In baseball, the pitcher gets the stress of the whole win-loss thing, but some will argue that the W/L stat is one of the most overrated, while WHIP or ERA can provide a better picture.  In hockey though, much rides on the success and bulletproofness of a goalie.  Our King Henrik may be the guy we want starting every night, but John Tortorella has the right idea to give Biron the starts since theoretically, we’d rather save those crucial starts for the star goalie when it’s truly critical (like later in the season and in the playoffs).

The number of games Biron has started may skew the sample set a bit, but right now he’s sporting a 2.06 Goals-Against-Average (GAA), very respectable in its own right.  Our own Henke is according to the leaderboards fourth with 1.92 (the gold standard seems to be right around 1.90).  True Biron’s only played in 11 games, but it’s better to not give up many goals in those small amount of games, am I right?  As for others in this same position, the Boston Bruins have Tim Thomas and Tuukka Rask in almost a straight platoon, and very similar numbers.

I’m the only one who has thought that Marty Biron’s performance has gone above and beyond the call of duty.  Blueshirt Banter believes the Rangers are doing right with Henke and Biron. Tortorella gave his vote of confidence by starting Biron three out of seven games as late as last month, not only spelling the rumors of giving Henke regular rest, but to give Biron some credit that he’s doing a good job.  Lastly, the Rangers have a lot of depth — at many positions.  NHL.com has eight reasons why the Rangers are in first — depth is one of them, Marian Gaborik’s performance is another, but Biron’s performance has given them a comfort level that they can still lean on Lundqvist, but it’s not as evident as it has been.

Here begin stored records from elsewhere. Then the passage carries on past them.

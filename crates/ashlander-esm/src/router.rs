//! Routing top-level records to their parsers and stores.
//!
//! A router reads one record header, decides from the tag what to do with
//! the record and either parses it into the [`Registry`] or skips it. The
//! header is always read first, so the payload extent is known before any
//! parsing starts and a record that fails to parse can be stepped over.

use ashlander_common::{BinaryReader, Tag};
use tracing::{debug, warn};

use crate::header::RecordHeader;
use crate::record::Record;
use crate::records::{CreatureRecord, GenericRecord, KeyRule, NpcRecord};
use crate::registry::Registry;
use crate::store::LoadOutcome;
use crate::{tags, Error, Result};

/// How a record type is parsed and stored.
#[derive(Debug, Clone, Copy, PartialEq, Eq)]
pub enum RecordKind {
    Npc,
    Creature,
    Generic(KeyRule),
}

/// Every top-level record type a Morrowind data file may contain, after the
/// `TES3` header.
const KNOWN_TAGS: [Tag; 42] = [
    tags::ACTI,
    tags::ALCH,
    tags::APPA,
    tags::ARMO,
    tags::BODY,
    tags::BOOK,
    tags::BSGN,
    tags::CELL,
    tags::CLAS,
    tags::CLOT,
    tags::CONT,
    tags::CREA,
    tags::DIAL,
    tags::DOOR,
    tags::ENCH,
    tags::FACT,
    tags::GLOB,
    tags::GMST,
    tags::INFO,
    tags::INGR,
    tags::LAND,
    tags::LEVC,
    tags::LEVI,
    tags::LIGH,
    tags::LOCK,
    tags::LTEX,
    tags::MGEF,
    tags::MISC,
    tags::NPC_,
    tags::PGRD,
    tags::PROB,
    tags::RACE,
    tags::REGN,
    tags::REPA,
    tags::SCPT,
    tags::SKIL,
    tags::SNDG,
    tags::SOUN,
    tags::SPEL,
    tags::SSCR,
    tags::STAT,
    tags::WEAP,
];

/// Record types script compilation needs to resolve identifiers.
const SCRIPT_TAGS: [Tag; 7] = [
    tags::NPC_,
    tags::CREA,
    tags::ACTI,
    tags::CONT,
    tags::STAT,
    tags::GLOB,
    tags::SCPT,
];

/// The closed mapping from record tag to [`RecordKind`].
#[derive(Debug, Clone, Copy, Default)]
pub struct DispatchTable;

impl DispatchTable {
    /// Kind of a record type, or `None` for a tag no Morrowind file uses.
    pub fn kind(tag: Tag) -> Option<RecordKind> {
        if tag == tags::NPC_ {
            Some(RecordKind::Npc)
        } else if tag == tags::CREA {
            Some(RecordKind::Creature)
        } else if KNOWN_TAGS.contains(&tag) {
            Some(RecordKind::Generic(KeyRule::for_tag(tag)))
        } else {
            None
        }
    }

    /// All known record tags, ascending.
    pub fn tags() -> &'static [Tag] {
        &KNOWN_TAGS
    }
}

/// A record that could not be parsed. The load continues after it.
#[derive(Debug)]
pub struct RecordFailure {
    /// Offset of the record header.
    pub offset: usize,
    pub tag: Tag,
    pub error: Error,
}

/// What happened to one top-level record.
#[derive(Debug)]
pub enum Dispatch {
    /// Parsed and merged.
    Loaded { tag: Tag, outcome: LoadOutcome },
    /// Not wanted by this router; the payload was stepped over.
    Skipped { tag: Tag },
    /// Parsing failed; the store is untouched.
    Failed(RecordFailure),
}

/// Processes one top-level record at a time.
pub trait Router {
    /// Read the record at the reader's position and route it.
    ///
    /// On `Ok` the reader is positioned after the record, whatever happened
    /// to it. An `Err` is fatal to the load: an unknown record type or a
    /// header or payload running past the end of the buffer.
    fn process_next_record(
        &mut self,
        reader: &mut BinaryReader<'_>,
        registry: &mut Registry,
    ) -> Result<Dispatch>;
}

/// Loads every known record type.
#[derive(Debug, Clone, Default)]
pub struct FullRouter {
    topics: TopicTracker,
}

impl FullRouter {
    pub fn new() -> Self {
        Self::default()
    }
}

impl Router for FullRouter {
    fn process_next_record(
        &mut self,
        reader: &mut BinaryReader<'_>,
        registry: &mut Registry,
    ) -> Result<Dispatch> {
        route(reader, registry, &mut self.topics, |_| true)
    }
}

/// Loads only what script compilation needs and skips everything else.
#[derive(Debug, Clone, Default)]
pub struct ScriptRouter {
    topics: TopicTracker,
}

impl ScriptRouter {
    pub fn new() -> Self {
        Self::default()
    }

    /// Whether records of this type are loaded.
    pub fn wants(tag: Tag) -> bool {
        SCRIPT_TAGS.contains(&tag)
    }
}

impl Router for ScriptRouter {
    fn process_next_record(
        &mut self,
        reader: &mut BinaryReader<'_>,
        registry: &mut Registry,
    ) -> Result<Dispatch> {
        route(reader, registry, &mut self.topics, Self::wants)
    }
}

/// Remembers the most recent dialogue topic so responses can be tied to it.
#[derive(Debug, Clone, Default)]
struct TopicTracker {
    current: Option<String>,
}

fn route(
    reader: &mut BinaryReader<'_>,
    registry: &mut Registry,
    topics: &mut TopicTracker,
    wanted: impl Fn(Tag) -> bool,
) -> Result<Dispatch> {
    let header = RecordHeader::read(reader)?;
    let kind = DispatchTable::kind(header.tag).ok_or(Error::UnknownRecordType {
        offset: header.offset,
        tag: header.tag,
    })?;
    let payload = header.payload(reader)?;

    if !wanted(header.tag) {
        debug!(tag = %header.tag, offset = header.offset, "skipping record");
        return Ok(Dispatch::Skipped { tag: header.tag });
    }

    let outcome = match kind {
        RecordKind::Npc => {
            NpcRecord::read(&header, payload).and_then(|r| registry.npcs.merge(r))
        }
        RecordKind::Creature => {
            CreatureRecord::read(&header, payload).and_then(|r| registry.creatures.merge(r))
        }
        RecordKind::Generic(_) => match GenericRecord::read(&header, payload) {
            Ok(mut record) => {
                if record.tag == tags::DIAL {
                    topics.current = (!record.id.is_empty()).then(|| record.id.clone());
                } else if record.tag == tags::INFO {
                    record.parent_topic = topics.current.clone();
                }
                registry.merge_generic(record)
            }
            Err(error) => {
                if header.tag == tags::DIAL {
                    topics.current = None;
                }
                Err(error)
            }
        },
    };

    match outcome {
        Ok(outcome) => Ok(Dispatch::Loaded {
            tag: header.tag,
            outcome,
        }),
        Err(error) => {
            warn!(tag = %header.tag, offset = header.offset, %error, "record skipped");
            Ok(Dispatch::Failed(RecordFailure {
                offset: header.offset,
                tag: header.tag,
                error,
            }))
        }
    }
}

It seems the recipe for a good hockey team is to have a strong net minder.  This much is true.  I make no bones that I watch this team with a lot of excitement and enthusiasm, and they portray that on the ice each night, even on crappy nights.   To me, though, Marty Biron is one of the reasons why they are performing the way they are.  Perhaps the stepping up of Ryan Callahan as the “true” captain of the team, the pressure of free agent signing Bradley Richards is nonexistent, and likewise the pressure off Henrik Lundqvist having to be on this A-game every single night is out the window.  Marty Biron deserves a lot of credit for why the Rangers are where they are right now, and hopefully it’s the base for the future of this team for the year as well.